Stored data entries
· · · · ·
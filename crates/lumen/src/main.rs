use std::io::{self, BufWriter};
use std::path::PathBuf;

use anyhow::{anyhow, bail, Context, Result};
use clap::Parser;
use lumen_core::{ConfigManager, EngineSettings, ModuleSettings, Tempo};
use lumen_presets::PresetLibrary;
use serde_json::Value;

mod input;
mod render;

use render::{render_frames, RenderRange};

/// Render MIDI note data through a content module and dump the visual
/// objects of every frame as JSON lines.
#[derive(Parser, Debug)]
#[command(name = "lumen")]
#[command(about = "MIDI to visual object frame renderer")]
struct Args {
    /// Note data: a JSON array of blocks, or a Standard MIDI File (.mid)
    #[arg(short, long, required_unless_present = "list_presets")]
    input: Option<PathBuf>,

    /// Preset to render with
    #[arg(short, long, default_value = "pulse")]
    preset: String,

    /// Tempo in beats per minute (default: the MIDI file's tempo, then the configured default)
    #[arg(long)]
    bpm: Option<f64>,

    /// First beat to render
    #[arg(long, default_value = "0")]
    from: f64,

    /// Beat to stop at, exclusive (default: end of the last block)
    #[arg(long)]
    to: Option<f64>,

    /// Frames per second (default: the configured target)
    #[arg(long)]
    fps: Option<u32>,

    /// Engine settings file
    #[arg(short, long)]
    config: Option<PathBuf>,

    /// Override a preset setting, KEY=VALUE (VALUE is parsed as JSON, falling back to a string)
    #[arg(long = "set", value_parser = parse_setting)]
    settings: Vec<(String, Value)>,

    /// List the available presets and exit
    #[arg(long)]
    list_presets: bool,
}

fn parse_setting(s: &str) -> Result<(String, Value), String> {
    let (key, value) = s
        .split_once('=')
        .ok_or_else(|| format!("Expected KEY=VALUE, got '{}'", s))?;
    if key.is_empty() {
        return Err(format!("Missing key in '{}'", s));
    }
    let value = serde_json::from_str(value).unwrap_or_else(|_| Value::String(value.to_string()));
    Ok((key.to_string(), value))
}

fn engine_settings(config: Option<PathBuf>) -> Result<EngineSettings> {
    match config {
        Some(path) => {
            let mut manager = ConfigManager::new(Some(path));
            let path = manager.config_path().display().to_string();
            manager
                .load()
                .with_context(|| format!("Failed to load settings from {}", path))
        }
        None => Ok(EngineSettings::default()),
    }
}

fn main() -> Result<()> {
    env_logger::Builder::from_env(env_logger::Env::default().default_filter_or("warn")).init();
    let args = Args::parse();
    let library = PresetLibrary::new();

    if args.list_presets {
        for id in library.ids() {
            if let Some(profile) = library.get(id) {
                println!("{:<12} {}", profile.id, profile.description);
            }
        }
        return Ok(());
    }

    let input_path = args.input.ok_or_else(|| anyhow!("--input is required"))?;
    let profile = library.get(&args.preset).ok_or_else(|| {
        anyhow!(
            "Unknown preset '{}'. Available: {}",
            args.preset,
            library.ids().join(", ")
        )
    })?;

    let settings = engine_settings(args.config)?;
    let loaded = input::load(&input_path)?;

    let bpm = args.bpm.or(loaded.bpm).unwrap_or(settings.default_bpm);
    let tempo = Tempo::with_floor(bpm, settings.min_bpm);
    let range = RenderRange {
        from_beat: args.from,
        to_beat: args.to.unwrap_or_else(|| loaded.end_beat()),
        fps: args.fps.unwrap_or(settings.target_fps),
    };
    if !range.from_beat.is_finite() || !range.to_beat.is_finite() {
        bail!("--from and --to must be finite");
    }
    if range.fps == 0 {
        bail!("--fps must be at least 1");
    }

    let mut overrides = ModuleSettings::new();
    for (key, value) in args.settings {
        overrides.set(key, value);
    }
    let mut module = profile
        .build_with(&overrides)
        .with_context(|| format!("Failed to build preset '{}'", profile.id))?;
    module.set_engine_settings(settings);

    log::info!(
        "Rendering '{}' from beat {} to {} at {} bpm, {} fps",
        profile.id,
        range.from_beat,
        range.to_beat,
        tempo.bpm,
        range.fps
    );

    let stdout = io::stdout();
    let mut out = BufWriter::new(stdout.lock());
    let frames = render_frames(&mut module, &loaded.blocks, tempo, range, &mut out)?;
    log::info!("Wrote {} frame(s)", frames);

    Ok(())
}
· · · · ·
From the line with "let mut out" to the final line of the entries above, return every line exactly as written.

    let mut out = BufWriter::new(stdout.lock());
    let frames = render_frames(&mut module, &loaded.blocks, tempo, range, &mut out)?;
    log::info!("Wrote {} frame(s)", frames);

    Ok(())
}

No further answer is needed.